In considering the above prohibitions, it should be remembered that in certain limited circumstances, it is possible to obtain exemption from some of the Act’s provisions for a limited time. Exemptions of this nature are generally granted in circumstances in which it is necessary to tolerate anti-competitive behaviour in order to promote exports or the ability of small firms to compete, or to retain the viability or stability of a particular industry.
If your business contravenes competition law, what penalties could you face? Can your business be closed down?
If a firm is found to have contravened the Act, the Competition Tribunal may (after a proper investigation and a hearing) impose a penalty of up to 10% of the guilty firm's annual turnover.
In some case, this may just be the beginning because the Act also provides that even after payment of a hefty fine, the guilty firm remains liable for any damages suffered as a result of the prohibited practice.
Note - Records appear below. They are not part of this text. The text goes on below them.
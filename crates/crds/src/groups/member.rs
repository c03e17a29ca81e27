//! GroupMember Custom Resource Definition

use crate::id_or_path::IdOrPath;
use crate::managed::{ManagedStatus, ResourceSpec};
use crate::shared::{MemberObservation, MemberParameters};
use kube::CustomResource;
use schemars::JsonSchema;
use serde::{Deserialize, Serialize};

/// GroupMemberSpec grants a user access to a group and its projects
#[derive(CustomResource, Debug, Clone, Serialize, Deserialize, JsonSchema)]
#[kube(
    group = "gitlab.microscaler.io",
    version = "v1alpha1",
    kind = "GroupMember",
    namespaced,
    status = "GroupMemberStatus"
)]
#[serde(rename_all = "camelCase")]
pub struct GroupMemberSpec {
    pub for_provider: GroupMemberParameters,

    #[serde(flatten)]
    pub resource_spec: ResourceSpec,
}

#[derive(Debug, Clone, Serialize, Deserialize, JsonSchema, PartialEq, Default)]
#[serde(rename_all = "camelCase")]
pub struct GroupMemberParameters {
    /// Group ID or full path
    #[serde(rename = "groupID", default, skip_serializing_if = "Option::is_none")]
    pub group_id: Option<IdOrPath>,

    #[serde(flatten)]
    pub member: MemberParameters,
}

pub type GroupMemberStatus = ManagedStatus<MemberObservation>;

crate::managed_resource!(GroupMember, GroupMemberParameters, MemberObservation);

#[cfg(test)]
mod tests {
    use super::*;

    #[test]
    fn test_member_fields_are_flattened() {
        let params: GroupMemberParameters = serde_json::from_value(serde_json::json!({
            "groupID": 1,
            "userID": 7,
            "accessLevel": 30
        }))
        .unwrap();
        assert_eq!(params.group_id, Some(IdOrPath::Id(1)));
        assert_eq!(params.member.user_id, Some(7));
        assert_eq!(params.member.access_level, 30);
    }
}
//! Controller-specific error types.
//!
//! Errors raised while connecting to GitLab, driving the managed-resource
//! state machine, or moving secrets in and out of the cluster. Remote errors
//! are wrapped with a fixed per-operation prefix (`cannot get …`,
//! `cannot create …`, `cannot update …`, `cannot delete …`).

use gitlab_client::{ErrorClass, GitLabError};
use kube::Error as KubeError;
use thiserror::Error;

/// Errors that can occur in the GitLab controller.
#[derive(Debug, Error)]
pub enum ControllerError {
    /// Kubernetes API error
    #[error("Kubernetes error: {0}")]
    Kube(#[from] KubeError),

    /// The external-name annotation does not have the shape the kind expects
    #[error("invalid external name {name:?}: {reason}")]
    InvalidExternalName { name: String, reason: String },

    /// A parent identifier (projectID, groupID, ...) is not set
    #[error("{0} is required but not set")]
    MissingParentId(&'static str),

    /// The external-name annotation is empty where a bound resource is required
    #[error("external name is not set")]
    MissingExternalName,

    /// The referenced ProviderConfig does not exist
    #[error("cannot get ProviderConfig {0}")]
    MissingProviderConfig(String),

    /// The ProviderConfig's credentials cannot be loaded
    #[error("credential unavailable: {0}")]
    CredentialUnavailable(String),

    /// A credential-bearing kind has no `writeConnectionSecretToRef`
    #[error("writeConnectionSecretToRef is required for {0}, the generated credential cannot be read back")]
    MissingConnectionSecret(&'static str),

    /// A value source has zero or several sources set
    #[error("exactly one of value, secretRef or endpoint must be set, found {0}")]
    NoSource(usize),

    /// An input secret is missing or a connection secret cannot be written
    #[error("secret error: {0}")]
    SecretIo(String),

    /// A value endpoint could not be fetched
    #[error("cannot fetch {url}: {message}")]
    SourceFetch { url: String, message: String },

    /// A username could not be resolved
    #[error("cannot find user {0}")]
    UnknownUser(String),

    /// Remote lookup failed
    #[error("cannot get {kind}: {source}")]
    Get {
        kind: &'static str,
        #[source]
        source: GitLabError,
    },

    /// Remote create failed
    #[error("cannot create {kind}: {source}")]
    Create {
        kind: &'static str,
        #[source]
        source: GitLabError,
    },

    /// Remote update failed
    #[error("cannot update {kind}: {source}")]
    Update {
        kind: &'static str,
        #[source]
        source: GitLabError,
    },

    /// Remote delete failed
    #[error("cannot delete {kind}: {source}")]
    Delete {
        kind: &'static str,
        #[source]
        source: GitLabError,
    },

    /// Invalid configuration
    #[error("Invalid configuration: {0}")]
    InvalidConfig(String),

    /// Resource watch failed
    #[error("Resource watch failed: {0}")]
    Watch(String),

    /// Metric registration failed
    #[error("Metrics error: {0}")]
    Metrics(#[from] prometheus::Error),

    /// Metrics server I/O failed
    #[error("I/O error: {0}")]
    Io(#[from] std::io::Error),
}

impl ControllerError {
    /// Classification of the underlying remote error, if any
    pub fn remote_class(&self) -> Option<ErrorClass> {
        match self {
            ControllerError::Get { source, .. }
            | ControllerError::Create { source, .. }
            | ControllerError::Update { source, .. }
            | ControllerError::Delete { source, .. } => Some(source.class()),
            _ => None,
        }
    }

    /// Short label for metrics
    pub fn label(&self) -> &'static str {
        match self {
            ControllerError::Kube(_) => "kube",
            ControllerError::InvalidExternalName { .. }
            | ControllerError::MissingParentId(_)
            | ControllerError::MissingExternalName => "invalid_managed_object",
            ControllerError::MissingProviderConfig(_) | ControllerError::CredentialUnavailable(_) => {
                "provider_config"
            }
            ControllerError::MissingConnectionSecret(_) | ControllerError::NoSource(_) => "validation",
            ControllerError::SecretIo(_) | ControllerError::SourceFetch { .. } => "secret_io",
            ControllerError::UnknownUser(_) => "unknown_user",
            ControllerError::Get { .. }
            | ControllerError::Create { .. }
            | ControllerError::Update { .. }
            | ControllerError::Delete { .. } => match self.remote_class() {
                Some(ErrorClass::Transient) => "remote_transient",
                Some(ErrorClass::NotFound) => "remote_not_found",
                _ => "remote_permanent",
            },
            ControllerError::InvalidConfig(_)
            | ControllerError::Watch(_)
            | ControllerError::Metrics(_)
            | ControllerError::Io(_) => "internal",
        }
    }
}

#[cfg(test)]
mod tests {
    use super::*;

    #[test]
    fn test_operation_prefixes_are_stable() {
        let err = ControllerError::Get {
            kind: "project",
            source: GitLabError::NotFound("404 Project Not Found".to_string()),
        };
        assert!(err.to_string().starts_with("cannot get project: "));

        let err = ControllerError::Delete {
            kind: "runner",
            source: GitLabError::Api { status: 500, message: "boom".to_string() },
        };
        assert!(err.to_string().starts_with("cannot delete runner: "));
        assert_eq!(err.label(), "remote_transient");
    }

    #[test]
    fn test_missing_connection_secret_label() {
        let err = ControllerError::MissingConnectionSecret("runner");
        assert_eq!(err.label(), "validation");
        assert!(err.to_string().contains("runner"));
    }
}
As a result, any person who was harmed by the prohibited practice can institute a civil claim against the guilty firm for payment of the monetary damages that they suffered as a result of the unlawful conduct.
Lastly, the Act grants broad powers to the Competition Tribunal to issue orders which force the guilty party to cease engaging in the prohibited practice concerned.
There is no specific power or penalty included in the Act which would allow the Tribunal to ‘close a business down’, but in some cases the cumulative effect of an administrative penalty and a multitude of civil claims for damages spells the end of the business concerned.